Fuck, the first digits of my number are the same as the city code (####)! Not only that some inhabitants of our city type the code of our city before the main telephone number (!So these fools don’t pick up before code 8. so everyone who calls the number the first digits of which (right after the code) come down with the last of mine, fall to me for execution (something like "But, MORG", "Help for fools, I listen to You") But there are fools who try to engage a conversation:
I:(standard) "but, MORG"
Cretin:"A Dime, can you"
I:"We don’t have one, but there’s one on the 2nd shelf"
Cretin:"Can I get it on the phone?"
I:"He is unlikely to be able to talk now"
Cretin:"What about it?"
I:"I don’t know, I haven’t opened it yet"
Question: "Who is who?and "
I am:"Dmitry Gennadyevich!"
Cretin:"Fu...bla... not that!!and "
Kretin:"I need Dmitry Vasilyevich"
I (nearly crashed out of the chair)"We have no such yet"
Cretin:"If it is appropriate, let me know that he promised to bring me the flash";
I:"Good" (I cry)
You need to call the other 99 subscribers, whose first phone numbers coincide with the city code, and find out how they mock such fools. Maybe we can organize a club ?
BMA
0 - 06.12.2010 - 14:35 Here the situation happened. The customer complained to the manager - the one, first, sold them the machine with a 85% price rate, and secondly scratched the buyer a slight discount, for allegedly a 30% discount. The boss runs around and speaks with a bad voice, as he can’t decide what to do with the manager: whether to shoot and dismiss, whether to give a prize and raise...
schmetterling (23:56:13 6/12/2010)
you only think of sex when I want it --> I always want it --> you always think of sex --> you only want sex from me!!!!!!!!!!!!I knew it!!! to
The evil is invincible (
<BP> This morning I decided to throw a coin, if an eagle - I will go in pairs, if a rope - I will sleep. After the third throw, the rope fell out and I lay down with a clear conscience.
Weather conditions: snow, flour, PPC full.

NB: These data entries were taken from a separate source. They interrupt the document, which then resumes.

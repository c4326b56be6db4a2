//! Polling HTTP direto dos nós (`GET /api/v1/telemetry`).

use mesh_core::config::PollerConfig;
use mesh_core::store::Store;
use mesh_core::types::Telemetry;
use std::sync::Arc;
use std::sync::atomic::{AtomicBool, Ordering};
use std::thread::JoinHandle;
use std::time::{Duration, Instant};
use tracing::{debug, info, warn};

/// Erros de uma busca direta.
#[derive(Debug, thiserror::Error)]
pub enum FetchError {
    #[error("Falha de transporte: {0}")]
    Transport(String),

    #[error("Status inesperado {status}: {body}")]
    Status { status: u16, body: String },

    #[error("Erro ao ler corpo: {0}")]
    Body(#[from] std::io::Error),

    #[error("Telemetria inválida: {source}: {body}")]
    Parse {
        #[source]
        source: serde_json::Error,
        body: String,
    },
}

/// URL do endpoint de telemetria de um host (`ip` ou `ip:porta`).
pub fn telemetry_url(host: &str) -> String {
    format!("http://{host}/api/v1/telemetry")
}

/// Interpreta o corpo: um array JSON de medições.
pub fn parse_telemetry_body(body: &str) -> Result<Vec<Telemetry>, FetchError> {
    serde_json::from_str(body).map_err(|source| FetchError::Parse {
        source,
        body: body.trim().to_string(),
    })
}

/// Busca a telemetria de um nó.
pub fn fetch_telemetry(agent: &ureq::Agent, host: &str) -> Result<Vec<Telemetry>, FetchError> {
    let body = match agent.get(&telemetry_url(host)).call() {
        Ok(resp) => resp.into_string()?,
        Err(ureq::Error::Status(status, resp)) => {
            let body = resp.into_string().unwrap_or_default();
            return Err(FetchError::Status {
                status,
                body: body.trim().to_string(),
            });
        }
        Err(e) => return Err(FetchError::Transport(e.to_string())),
    };
    parse_telemetry_body(&body)
}

/// Descarta medições sem `node_id` ou sem `data_type`.
pub fn usable_measurements(data: Vec<Telemetry>) -> Vec<Telemetry> {
    data.into_iter()
        .filter(|t| !t.node_id.is_empty() && !t.data_type.is_empty())
        .collect()
}

/// Uma rodada: busca todos os hosts e entrega ao ledger.
///
/// Falhas de um host são logadas e não interrompem os demais. Retorna o
/// total aplicado.
pub fn poll_once(agent: &ureq::Agent, nodes: &[String], store: &Store) -> usize {
    let mut total = 0;
    for host in nodes {
        debug!("poller: buscando telemetria de {host}");
        match fetch_telemetry(agent, host) {
            Ok(data) => {
                let received = data.len();
                let usable = usable_measurements(data);
                if usable.len() < received {
                    debug!(
                        "poller: {} medições incompletas de {host} ignoradas",
                        received - usable.len()
                    );
                }
                info!("poller: {} entradas de {host}", usable.len());
                for t in usable {
                    store.append(t);
                    total += 1;
                }
            }
            Err(e) => warn!("poller: falha em {host}: {e}"),
        }
    }
    total
}

/// Inicia a thread do poller. A primeira rodada acontece depois de um
/// intervalo completo.
pub fn spawn_poller(
    config: PollerConfig,
    store: Arc<Store>,
    shutdown: Arc<AtomicBool>,
) -> std::io::Result<JoinHandle<()>> {
    std::thread::Builder::new()
        .name("poller".into())
        .spawn(move || poller_loop(&config, &store, &shutdown))
}

fn poller_loop(config: &PollerConfig, store: &Store, shutdown: &AtomicBool) {
    let agent = ureq::AgentBuilder::new()
        .timeout(Duration::from_secs(config.timeout_secs))
        .build();
    let interval = Duration::from_secs(config.interval_secs);
    info!(
        "Poller iniciado: {} nós a cada {}s",
        config.nodes.len(),
        config.interval_secs
    );

    let mut next = Instant::now() + interval;
    while !shutdown.load(Ordering::Relaxed) {
        let now = Instant::now();
        if now < next {
            // Dorme em fatias curtas para atender o shutdown
            std::thread::sleep((next - now).min(Duration::from_millis(250)));
            continue;
        }
        poll_once(&agent, &config.nodes, store);
        next += interval;
        if next < Instant::now() {
            next = Instant::now() + interval;
        }
    }
    info!("Poller encerrado");
}

// ──────────────────────────────────────────────
// Testes
// ──────────────────────────────────────────────

#[cfg(test)]
mod tests {
    use super::*;

    #[test]
    fn url_for_host() {
        assert_eq!(
            telemetry_url("192.168.1.20"),
            "http://192.168.1.20/api/v1/telemetry"
        );
        assert_eq!(
            telemetry_url("10.0.0.3:8080"),
            "http://10.0.0.3:8080/api/v1/telemetry"
        );
    }

    #[test]
    fn body_with_both_field_styles() {
        let body = r#"[
            {"node_id":"abcd0001","data_type":"temperature","value":22.5,
             "timestamp":"2024-05-01T12:00:00Z"},
            {"NodeID":"abcd0001","DataType":"voltage","Value":3.9}
        ]"#;
        let data = parse_telemetry_body(body).unwrap();
        assert_eq!(data.len(), 2);
        assert_eq!(data[0].timestamp.timestamp(), 1_714_564_800);
        assert_eq!(data[1].data_type, "voltage");
        assert_eq!(data[1].timestamp.timestamp(), 0);
    }

    #[test]
    fn incomplete_measurements_are_dropped() {
        let body = r#"[
            {"node_id":"x","data_type":"","value":1},
            {"node_id":"","data_type":"voltage","value":3.7},
            {"node_id":"x","data_type":"voltage","value":3.9}
        ]"#;
        let data = usable_measurements(parse_telemetry_body(body).unwrap());
        assert_eq!(data.len(), 1);
        assert_eq!(data[0].node_id, "x");
        assert_eq!(data[0].data_type, "voltage");
    }

    #[test]
    fn invalid_body_carries_trimmed_text() {
        let err = parse_telemetry_body("  not json \n").unwrap_err();
        match err {
            FetchError::Parse { body, .. } => assert_eq!(body, "not json"),
            other => panic!("erro inesperado: {other:?}"),
        }
    }

    #[test]
    fn unreachable_host_is_skipped() {
        let agent = ureq::AgentBuilder::new()
            .timeout(Duration::from_millis(200))
            .build();
        let store = Store::new();
        // Porta 9 (discard) em loopback: conexão recusada
        let total = poll_once(&agent, &["127.0.0.1:9".to_string()], &store);
        assert_eq!(total, 0);
        assert!(store.all().is_empty());
    }
}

In the morning we go to the yard. On the road in one direction can only pass one car. We drive carefully 8-10 cars (male drivers in all). There is a girl in Kalina. The head in the head. She sparked a horn: "I will not miss everyone, do what you want".

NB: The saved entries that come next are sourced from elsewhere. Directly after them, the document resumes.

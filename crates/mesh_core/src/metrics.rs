//! Extração genérica de métricas.
//!
//! Cada grupo de métricas expõe uma tabela estática
//! `(nome canônico do campo, valor)`. O extrator percorre a tabela e
//! decide apenas pelo *tipo* do valor, nunca pelo nome do campo:
//!
//! | Tipo              | Resultado                 |
//! |-------------------|---------------------------|
//! | float             | copiado                   |
//! | inteiro c/ sinal  | convertido para `f64`     |
//! | inteiro s/ sinal  | convertido para `f64`     |
//! | bool              | `1.0` / `0.0`             |
//! | string/mensagem/lista | ignorado              |
//!
//! Presença segue a semântica proto3: campos `optional` estão presentes
//! quando `Some`; campos escalares implícitos quando diferentes de zero.

use crate::types::Telemetry;
use crate::wire;
use chrono::{DateTime, Utc};

/// Valor de um campo presente, classificado por tipo.
///
/// `Bool`, `Message` e `List` não aparecem nas tabelas atuais; ficam para
/// completar a regra de tipos acima.
#[derive(Debug, Clone, Copy, PartialEq)]
pub enum FieldValue<'a> {
    Float(f64),
    Signed(i64),
    Unsigned(u64),
    Bool(bool),
    Text(&'a str),
    Message,
    List,
}

impl FieldValue<'_> {
    /// Valor numérico de um campo escalar; `None` para texto/mensagem/lista.
    pub fn as_f64(&self) -> Option<f64> {
        match *self {
            FieldValue::Float(v) => Some(v),
            FieldValue::Signed(v) => Some(v as f64),
            FieldValue::Unsigned(v) => Some(v as f64),
            FieldValue::Bool(v) => Some(if v { 1.0 } else { 0.0 }),
            FieldValue::Text(_) | FieldValue::Message | FieldValue::List => None,
        }
    }
}

/// Entrada da tabela: nome canônico + valor, `None` quando ausente.
pub type MetricField<'a> = (&'static str, Option<FieldValue<'a>>);

/// Um sub-mensagem que agrupa leituras escalares.
pub trait MetricGroup {
    /// Tabela de todos os campos do grupo, na ordem de declaração.
    fn fields(&self) -> Vec<MetricField<'_>>;
}

// ── Helpers de presença ──

fn opt_f32(v: Option<f32>) -> Option<FieldValue<'static>> {
    v.map(|x| FieldValue::Float(f64::from(x)))
}

fn opt_u32(v: Option<u32>) -> Option<FieldValue<'static>> {
    v.map(|x| FieldValue::Unsigned(u64::from(x)))
}

fn opt_u64(v: Option<u64>) -> Option<FieldValue<'static>> {
    v.map(FieldValue::Unsigned)
}

fn implicit_f32(v: f32) -> Option<FieldValue<'static>> {
    (v != 0.0).then(|| FieldValue::Float(f64::from(v)))
}

fn implicit_u32(v: u32) -> Option<FieldValue<'static>> {
    (v != 0).then(|| FieldValue::Unsigned(u64::from(v)))
}

fn implicit_u64(v: u64) -> Option<FieldValue<'static>> {
    (v != 0).then_some(FieldValue::Unsigned(v))
}

fn implicit_i32(v: i32) -> Option<FieldValue<'static>> {
    (v != 0).then(|| FieldValue::Signed(i64::from(v)))
}

// ──────────────────────────────────────────────
// Tabelas por grupo
// ──────────────────────────────────────────────

impl MetricGroup for wire::DeviceMetrics {
    fn fields(&self) -> Vec<MetricField<'_>> {
        vec![
            ("battery_level", opt_u32(self.battery_level)),
            ("voltage", opt_f32(self.voltage)),
            ("channel_utilization", opt_f32(self.channel_utilization)),
            ("air_util_tx", opt_f32(self.air_util_tx)),
            ("uptime_seconds", opt_u32(self.uptime_seconds)),
        ]
    }
}

impl MetricGroup for wire::EnvironmentMetrics {
    fn fields(&self) -> Vec<MetricField<'_>> {
        vec![
            ("temperature", opt_f32(self.temperature)),
            ("relative_humidity", opt_f32(self.relative_humidity)),
            ("barometric_pressure", opt_f32(self.barometric_pressure)),
            ("gas_resistance", opt_f32(self.gas_resistance)),
            ("voltage", opt_f32(self.voltage)),
            ("current", opt_f32(self.current)),
            ("iaq", opt_u32(self.iaq)),
            ("distance", opt_f32(self.distance)),
            ("lux", opt_f32(self.lux)),
            ("white_lux", opt_f32(self.white_lux)),
            ("ir_lux", opt_f32(self.ir_lux)),
            ("uv_lux", opt_f32(self.uv_lux)),
            ("wind_direction", opt_u32(self.wind_direction)),
            ("wind_speed", opt_f32(self.wind_speed)),
            ("weight", opt_f32(self.weight)),
            ("wind_gust", opt_f32(self.wind_gust)),
            ("wind_lull", opt_f32(self.wind_lull)),
        ]
    }
}

impl MetricGroup for wire::AirQualityMetrics {
    fn fields(&self) -> Vec<MetricField<'_>> {
        vec![
            ("pm10_standard", opt_u32(self.pm10_standard)),
            ("pm25_standard", opt_u32(self.pm25_standard)),
            ("pm100_standard", opt_u32(self.pm100_standard)),
            ("pm10_environmental", opt_u32(self.pm10_environmental)),
            ("pm25_environmental", opt_u32(self.pm25_environmental)),
            ("pm100_environmental", opt_u32(self.pm100_environmental)),
            ("particles_03um", opt_u32(self.particles_03um)),
            ("particles_05um", opt_u32(self.particles_05um)),
            ("particles_10um", opt_u32(self.particles_10um)),
            ("particles_25um", opt_u32(self.particles_25um)),
            ("particles_50um", opt_u32(self.particles_50um)),
            ("particles_100um", opt_u32(self.particles_100um)),
            ("co2", opt_u32(self.co2)),
        ]
    }
}

impl MetricGroup for wire::PowerMetrics {
    fn fields(&self) -> Vec<MetricField<'_>> {
        vec![
            ("ch1_voltage", opt_f32(self.ch1_voltage)),
            ("ch1_current", opt_f32(self.ch1_current)),
            ("ch2_voltage", opt_f32(self.ch2_voltage)),
            ("ch2_current", opt_f32(self.ch2_current)),
            ("ch3_voltage", opt_f32(self.ch3_voltage)),
            ("ch3_current", opt_f32(self.ch3_current)),
        ]
    }
}

impl MetricGroup for wire::LocalStats {
    fn fields(&self) -> Vec<MetricField<'_>> {
        vec![
            ("uptime_seconds", implicit_u32(self.uptime_seconds)),
            ("channel_utilization", implicit_f32(self.channel_utilization)),
            ("air_util_tx", implicit_f32(self.air_util_tx)),
            ("num_packets_tx", implicit_u32(self.num_packets_tx)),
            ("num_packets_rx", implicit_u32(self.num_packets_rx)),
            ("num_packets_rx_bad", implicit_u32(self.num_packets_rx_bad)),
            ("num_online_nodes", implicit_u32(self.num_online_nodes)),
            ("num_total_nodes", implicit_u32(self.num_total_nodes)),
            ("num_rx_dupe", implicit_u32(self.num_rx_dupe)),
            ("num_tx_relay", implicit_u32(self.num_tx_relay)),
            ("num_tx_relay_canceled", implicit_u32(self.num_tx_relay_canceled)),
            ("heap_total_bytes", implicit_i32(self.heap_total_bytes)),
            ("heap_free_bytes", implicit_i32(self.heap_free_bytes)),
        ]
    }
}

impl MetricGroup for wire::HealthMetrics {
    fn fields(&self) -> Vec<MetricField<'_>> {
        vec![
            ("heart_bpm", opt_u32(self.heart_bpm)),
            // Nome do campo no esquema é "spO2"
            ("spO2", opt_u32(self.sp_o2)),
            ("temperature", opt_f32(self.temperature)),
        ]
    }
}

impl MetricGroup for wire::HostMetrics {
    fn fields(&self) -> Vec<MetricField<'_>> {
        vec![
            ("uptime_seconds", implicit_u64(self.uptime_seconds)),
            ("freemem_bytes", implicit_u64(self.freemem_bytes)),
            ("diskfree1_bytes", implicit_u64(self.diskfree1_bytes)),
            ("diskfree2_bytes", opt_u64(self.diskfree2_bytes)),
            ("diskfree3_bytes", opt_u64(self.diskfree3_bytes)),
            ("load1", implicit_u64(self.load1)),
            ("load5", implicit_u64(self.load5)),
            ("load15", implicit_u64(self.load15)),
            ("user_string", self.user_string.as_deref().map(FieldValue::Text)),
        ]
    }
}

// ──────────────────────────────────────────────
// Extração
// ──────────────────────────────────────────────

/// Uma medição por campo escalar presente do grupo.
pub fn extract<G: MetricGroup>(group: &G, node_id: &str, ts: DateTime<Utc>) -> Vec<Telemetry> {
    group
        .fields()
        .into_iter()
        .filter_map(|(name, value)| {
            let value = value?.as_f64()?;
            Some(Telemetry::new(node_id, name, value, ts))
        })
        .collect()
}

/// Converte uma mensagem `Telemetry` em medições.
///
/// Usa o `time` embutido quando diferente de zero, senão `now`. Os grupos
/// são visitados em ordem fixa e contribuem de forma independente.
pub fn telemetry_from_proto(
    node_id: &str,
    msg: &wire::Telemetry,
    now: DateTime<Utc>,
) -> Vec<Telemetry> {
    let ts = unix_or(msg.time, now);
    let mut out = Vec::new();

    if let Some(g) = msg.device_metrics() {
        out.extend(extract(g, node_id, ts));
    }
    if let Some(g) = msg.environment_metrics() {
        out.extend(extract(g, node_id, ts));
    }
    if let Some(g) = msg.air_quality_metrics() {
        out.extend(extract(g, node_id, ts));
    }
    if let Some(g) = msg.power_metrics() {
        out.extend(extract(g, node_id, ts));
    }
    if let Some(g) = msg.local_stats() {
        out.extend(extract(g, node_id, ts));
    }
    if let Some(g) = msg.health_metrics() {
        out.extend(extract(g, node_id, ts));
    }
    if let Some(g) = msg.host_metrics() {
        out.extend(extract(g, node_id, ts));
    }

    out
}

/// Segundos Unix não nulos viram instante; zero (ou fora de faixa) vira `fallback`.
pub(crate) fn unix_or(secs: impl Into<i64>, fallback: DateTime<Utc>) -> DateTime<Utc> {
    let secs: i64 = secs.into();
    match secs {
        0 => fallback,
        s => DateTime::from_timestamp(s, 0).unwrap_or(fallback),
    }
}

impl wire::Telemetry {
    pub fn device_metrics(&self) -> Option<&wire::DeviceMetrics> {
        match &self.variant {
            Some(wire::telemetry::Variant::DeviceMetrics(g)) => Some(g),
            _ => None,
        }
    }

    pub fn environment_metrics(&self) -> Option<&wire::EnvironmentMetrics> {
        match &self.variant {
            Some(wire::telemetry::Variant::EnvironmentMetrics(g)) => Some(g),
            _ => None,
        }
    }

    pub fn air_quality_metrics(&self) -> Option<&wire::AirQualityMetrics> {
        match &self.variant {
            Some(wire::telemetry::Variant::AirQualityMetrics(g)) => Some(g),
            _ => None,
        }
    }

    pub fn power_metrics(&self) -> Option<&wire::PowerMetrics> {
        match &self.variant {
            Some(wire::telemetry::Variant::PowerMetrics(g)) => Some(g),
            _ => None,
        }
    }

    pub fn local_stats(&self) -> Option<&wire::LocalStats> {
        match &self.variant {
            Some(wire::telemetry::Variant::LocalStats(g)) => Some(g),
            _ => None,
        }
    }

    pub fn health_metrics(&self) -> Option<&wire::HealthMetrics> {
        match &self.variant {
            Some(wire::telemetry::Variant::HealthMetrics(g)) => Some(g),
            _ => None,
        }
    }

    pub fn host_metrics(&self) -> Option<&wire::HostMetrics> {
        match &self.variant {
            Some(wire::telemetry::Variant::HostMetrics(g)) => Some(g),
            _ => None,
        }
    }
}

// ──────────────────────────────────────────────
// Testes
// ──────────────────────────────────────────────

Well, we didn't think long, pulled her car with the crowd on the side against her will and went on.
Parent meetings (1 and 2 parents)
1: So tell me - why do children schedule so "hop"? In the first class, then in the third. The lessons are not evenly distributed.

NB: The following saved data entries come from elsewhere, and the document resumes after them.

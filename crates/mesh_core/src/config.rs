//! Configuração unificada via TOML.
//!
//! Ordem de precedência: `config.toml` → arquivo `.env` → variáveis de
//! ambiente (`MQTT_BROKER`, `DATA_FILE`, …).

use serde::{Deserialize, Serialize};
use std::path::{Path, PathBuf};
use tracing::{debug, info, warn};

/// Porta padrão do broker MQTT.
pub const DEFAULT_MQTT_PORT: u16 = 1883;

/// Erros ao persistir a configuração.
#[derive(Debug, thiserror::Error)]
pub enum ConfigError {
    #[error("Erro ao serializar configuração: {0}")]
    Serialize(#[from] toml::ser::Error),

    #[error("Erro ao gravar {path}: {source}")]
    Write {
        path: PathBuf,
        #[source]
        source: std::io::Error,
    },
}

/// Assinatura MQTT.
#[derive(Debug, Clone, Serialize, Deserialize)]
#[serde(default)]
pub struct MqttConfig {
    /// URL do broker (`tcp://host:1883`). Vazio = MQTT desativado
    pub broker: String,
    /// Filtro de tópico assinado
    pub topic: String,
    pub username: String,
    pub password: String,
    /// Client id (vazio = gerado a partir do PID)
    pub client_id: String,
    pub keep_alive_secs: u64,
    /// Tópico da mensagem de boas-vindas publicada ao conectar
    pub welcome_topic: String,
}

impl Default for MqttConfig {
    fn default() -> Self {
        Self {
            broker: String::new(),
            topic: "#".into(),
            username: String::new(),
            password: String::new(),
            client_id: String::new(),
            keep_alive_secs: 30,
            welcome_topic: "meshdump/welcome".into(),
        }
    }
}

impl MqttConfig {
    pub fn enabled(&self) -> bool {
        !self.broker.trim().is_empty()
    }

    /// Extrai `(host, porta)` do broker.
    ///
    /// Aceita `tcp://host:port`, `mqtt://host:port`, `host:port` ou `host`.
    pub fn broker_addr(&self) -> Option<(String, u16)> {
        let raw = self.broker.trim();
        let rest = raw
            .split_once("://")
            .map(|(_, rest)| rest)
            .unwrap_or(raw)
            .trim_end_matches('/');
        if rest.is_empty() {
            return None;
        }
        match rest.rsplit_once(':') {
            Some((host, port)) if !host.is_empty() => {
                Some((host.to_string(), port.parse().ok()?))
            }
            Some(_) => None,
            None => Some((rest.to_string(), DEFAULT_MQTT_PORT)),
        }
    }
}

/// Polling HTTP direto dos nós.
#[derive(Debug, Clone, Serialize, Deserialize)]
#[serde(default)]
pub struct PollerConfig {
    /// Hosts (`ip` ou `ip:porta`) que expõem `/api/v1/telemetry`
    pub nodes: Vec<String>,
    pub interval_secs: u64,
    pub timeout_secs: u64,
}

impl Default for PollerConfig {
    fn default() -> Self {
        Self {
            nodes: Vec::new(),
            interval_secs: 60,
            timeout_secs: 5,
        }
    }
}

/// API HTTP de leitura.
#[derive(Debug, Clone, Serialize, Deserialize)]
#[serde(default)]
pub struct HttpConfig {
    pub bind: String,
}

impl Default for HttpConfig {
    fn default() -> Self {
        Self {
            bind: "0.0.0.0:8080".into(),
        }
    }
}

/// Persistência do ledger.
#[derive(Debug, Clone, Default, Serialize, Deserialize)]
#[serde(default)]
pub struct StorageConfig {
    /// Caminho do journal (vazio = só memória)
    pub data_file: String,
}

/// Configuração raiz do aplicativo.
#[derive(Debug, Clone, Default, Serialize, Deserialize)]
#[serde(default)]
pub struct AppConfig {
    pub mqtt: MqttConfig,
    pub poller: PollerConfig,
    pub http: HttpConfig,
    pub storage: StorageConfig,
}

impl AppConfig {
    /// Carrega configuração de um arquivo TOML.
    pub fn load(path: &Path) -> Self {
        if path.exists() {
            match std::fs::read_to_string(path) {
                Ok(content) => match toml::from_str::<AppConfig>(&content) {
                    Ok(config) => {
                        info!("Configuração carregada de {}", path.display());
                        return config;
                    }
                    Err(e) => {
                        warn!("Erro ao parsear {}: {}", path.display(), e);
                    }
                },
                Err(e) => {
                    warn!("Erro ao ler {}: {}", path.display(), e);
                }
            }
        }

        info!("Usando configuração padrão");
        AppConfig::default()
    }

    /// Salva configuração em arquivo TOML.
    pub fn save(&self, path: &Path) -> Result<(), ConfigError> {
        let content = toml::to_string_pretty(self)?;
        std::fs::write(path, content).map_err(|source| ConfigError::Write {
            path: path.to_path_buf(),
            source,
        })?;
        info!("Configuração salva em {}", path.display());
        Ok(())
    }

    /// Retorna o caminho padrão do config.toml.
    pub fn default_path() -> PathBuf {
        exe_dir().join("config.toml")
    }

    /// Carrega `.env` do diretório atual ou, na falta, do lado do executável.
    ///
    /// Variáveis já definidas no ambiente não são sobrescritas.
    pub fn load_dotenv() {
        let loaded = dotenvy::dotenv().or_else(|_| {
            let beside_exe = exe_dir().join(".env");
            dotenvy::from_path(&beside_exe).map(|_| beside_exe)
        });
        match loaded {
            Ok(path) => info!("Variáveis carregadas de {}", path.display()),
            Err(e) => debug!("Nenhum .env carregado: {e}"),
        }
    }

    /// Aplica overrides das variáveis de ambiente do processo.
    pub fn apply_env(&mut self) {
        self.apply_overrides(|key| std::env::var(key).ok());
    }

    /// Aplica overrides vindos de `lookup` (chave → valor).
    pub fn apply_overrides(&mut self, lookup: impl Fn(&str) -> Option<String>) {
        let get = |key: &str| lookup(key).filter(|v| !v.trim().is_empty());

        if let Some(v) = get("MQTT_BROKER") {
            self.mqtt.broker = v;
        }
        if let Some(v) = get("MQTT_TOPIC") {
            self.mqtt.topic = v;
        }
        if let Some(v) = get("MQTT_USERNAME") {
            self.mqtt.username = v;
        }
        if let Some(v) = get("MQTT_PASSWORD") {
            self.mqtt.password = v;
        }
        if let Some(v) = get("DATA_FILE") {
            self.storage.data_file = v;
        }
        if let Some(v) = get("POLL_NODES") {
            self.poller.nodes = v
                .split(',')
                .map(str::trim)
                .filter(|s| !s.is_empty())
                .map(String::from)
                .collect();
        }
        if let Some(v) = get("POLL_INTERVAL_SECS") {
            match v.trim().parse() {
                Ok(secs) => self.poller.interval_secs = secs,
                Err(e) => warn!("POLL_INTERVAL_SECS inválido ({v}): {e}"),
            }
        }
        if let Some(v) = get("HTTP_ADDR") {
            self.http.bind = v;
        }
    }

    /// Valida a configuração e retorna lista de erros.
    pub fn validate(&self) -> Vec<String> {
        let mut errors = Vec::new();

        if self.mqtt.enabled() && self.mqtt.broker_addr().is_none() {
            errors.push(format!("Broker MQTT inválido: {}", self.mqtt.broker));
        }
        if self.mqtt.topic.trim().is_empty() {
            errors.push("Tópico MQTT não pode ser vazio".into());
        }
        if !self.poller.nodes.is_empty() && self.poller.interval_secs == 0 {
            errors.push("Intervalo do poller não pode ser 0".into());
        }
        if self.http.bind.trim().is_empty() {
            errors.push("Endereço HTTP não pode ser vazio".into());
        }

        errors
    }
}

fn exe_dir() -> PathBuf {
    std::env::current_exe()
        .map(|p| p.parent().unwrap_or(Path::new(".")).to_path_buf())
        .unwrap_or_else(|_| PathBuf::from("."))
}

// ──────────────────────────────────────────────
// Testes
// ──────────────────────────────────────────────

Your kids are smoking at school.
1: o_o"
How not to smoke, with such problems!? to
I just get out of the subway, by the flying walk of bombs,... his phrase: you will not happen to be on a cup of cappuccino??? Peter’s bombs are dead!!!! to
The xxx:
How to distinguish Kira Knightley from Natalie Portman?
YYYY :
Ask her what colour Johnny Depp’s coward is, the one who was confused is Knightley.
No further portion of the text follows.